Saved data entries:

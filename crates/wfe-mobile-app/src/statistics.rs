/*
[INPUT]:  Authenticated client and "my tasks" paging
[OUTPUT]: Aggregate counts of active/ended processes and the user's tasks
[POS]:    Statistics - summary shown on the statistics screen
[UPDATE]: When adding new counters
*/

use serde::Serialize;
use wfe_mobile_adapter::{AuthenticatedClient, ExecutionStatus, Result};

use crate::config::MyTasksConfig;

#[derive(Debug, Clone, Copy, PartialEq, Eq, Default, Serialize)]
pub struct Statistics {
    pub active_count: usize,
    pub ended_count: usize,
    pub task_count: usize,
}

impl Statistics {
    /// Server-side status queries for both process counts plus the task list
    pub async fn fetch(client: &AuthenticatedClient, paging: MyTasksConfig) -> Result<Self> {
        let (active, ended, tasks) = tokio::try_join!(
            client.list_process_instances(Some(ExecutionStatus::Active)),
            client.list_process_instances(Some(ExecutionStatus::Ended)),
            client.list_my_tasks(paging.page, paging.page_size),
        )?;

        Ok(Self {
            active_count: active.len(),
            ended_count: ended.len(),
            task_count: tasks.len(),
        })
    }

    /// Labelled series for bar/pie charts
    pub fn series(&self) -> [(&'static str, usize); 3] {
        [
            ("Active", self.active_count),
            ("Ended", self.ended_count),
            ("My tasks", self.task_count),
        ]
    }

    /// Percentage of a value within the series, 0 when everything is empty
    pub fn share(&self, value: usize) -> f64 {
        let total = self.active_count + self.ended_count + self.task_count;
        if total == 0 {
            0.0
        } else {
            value as f64 * 100.0 / total as f64
        }
    }
}

#[cfg(test)]
mod tests {
    use super::*;
    use wfe_mobile_adapter::{ClientConfig, WfeClient};
    use wiremock::matchers::{method, path, query_param};
    use wiremock::{Mock, MockServer, ResponseTemplate};

    #[tokio::test]
    async fn test_fetch_counts_each_collection() {
        let server = MockServer::start().await;
        Mock::given(method("GET"))
            .and(path("/process/instances"))
            .and(query_param("status", "ACTIVE"))
            .respond_with(ResponseTemplate::new(200).set_body_json(serde_json::json!([
                {"id": 1}, {"id": 2}, {"id": 3}
            ])))
            .mount(&server)
            .await;
        Mock::given(method("GET"))
            .and(path("/process/instances"))
            .and(query_param("status", "ENDED"))
            .respond_with(ResponseTemplate::new(200).set_body_json(serde_json::json!([{"id": 4}])))
            .mount(&server)
            .await;
        Mock::given(method("POST"))
            .and(path("/task/my"))
            .respond_with(ResponseTemplate::new(200).set_body_json(serde_json::json!({
                "content": [{"id": 10}, {"id": 11}]
            })))
            .mount(&server)
            .await;

        let client = WfeClient::with_config_and_base_url(ClientConfig::default(), &server.uri())
            .unwrap()
            .authenticated("token");
        let stats = Statistics::fetch(&client, MyTasksConfig::default()).await.unwrap();

        assert_eq!(
            stats,
            Statistics {
                active_count: 3,
                ended_count: 1,
                task_count: 2
            }
        );
        assert_eq!(stats.series()[2], ("My tasks", 2));
    }

    #[test]
    fn test_share_of_empty_statistics() {
        let stats = Statistics::default();
        assert_eq!(stats.share(0), 0.0);
    }

    #[test]
    fn test_share_percentage() {
        let stats = Statistics {
            active_count: 1,
            ended_count: 1,
            task_count: 2,
        };
        assert_eq!(stats.share(stats.task_count), 50.0);
    }
}
/*
[INPUT]:  Error sources (HTTP transport, non-2xx responses, serialization, auth, config)
[OUTPUT]: Structured error types with status and body context
[POS]:    Error handling layer - unified error types for entire crate
[UPDATE]: When adding new error sources or improving error messages
*/

use reqwest::StatusCode;
use thiserror::Error;

/// Main error type for the workflow engine adapter
#[derive(Error, Debug)]
pub enum WfeError {
    /// Any non-2xx response or transport failure; `status` is absent for transport errors
    #[error("Request failed (status {}): {body}", display_status(.status))]
    RequestFailure { status: Option<u16>, body: String },

    /// Authentication failed
    #[error("Authentication failed: {message}")]
    Authentication { message: String },

    /// Serialization/deserialization failed
    #[error("Serialization error: {0}")]
    Serialization(#[from] serde_json::Error),

    /// URL parsing failed
    #[error("Invalid URL: {0}")]
    UrlParse(#[from] url::ParseError),

    /// Invalid response from server
    #[error("Invalid response: {0}")]
    InvalidResponse(String),

    /// Configuration error
    #[error("Configuration error: {0}")]
    Config(String),
}

impl From<reqwest::Error> for WfeError {
    fn from(err: reqwest::Error) -> Self {
        WfeError::RequestFailure {
            status: err.status().map(|s| s.as_u16()),
            body: err.to_string(),
        }
    }
}

impl WfeError {
    /// Check if error indicates authentication failure
    pub fn is_auth_error(&self) -> bool {
        matches!(self, WfeError::Authentication { .. })
    }

    /// HTTP status of a failed request, if the server answered at all
    pub fn status(&self) -> Option<u16> {
        match self {
            WfeError::RequestFailure { status, .. } => *status,
            _ => None,
        }
    }

    /// Create a request failure from status code and response body
    pub fn request_failure(status: StatusCode, body: impl Into<String>) -> Self {
        WfeError::RequestFailure {
            status: Some(status.as_u16()),
            body: body.into(),
        }
    }

    /// Create an authentication error
    pub fn authentication(message: impl Into<String>) -> Self {
        WfeError::Authentication {
            message: message.into(),
        }
    }
}

fn display_status(status: &Option<u16>) -> String {
    status.map_or_else(|| "n/a".to_string(), |s| s.to_string())
}

/// Result type alias for adapter operations
pub type Result<T> = std::result::Result<T, WfeError>;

About this task - Return every line from the entries that holds the string "ClientConfig".

Solution to this task -
    use wfe_mobile_adapter::{ClientConfig, WfeClient};
        let client = WfeClient::with_config_and_base_url(ClientConfig::default(), &server.uri())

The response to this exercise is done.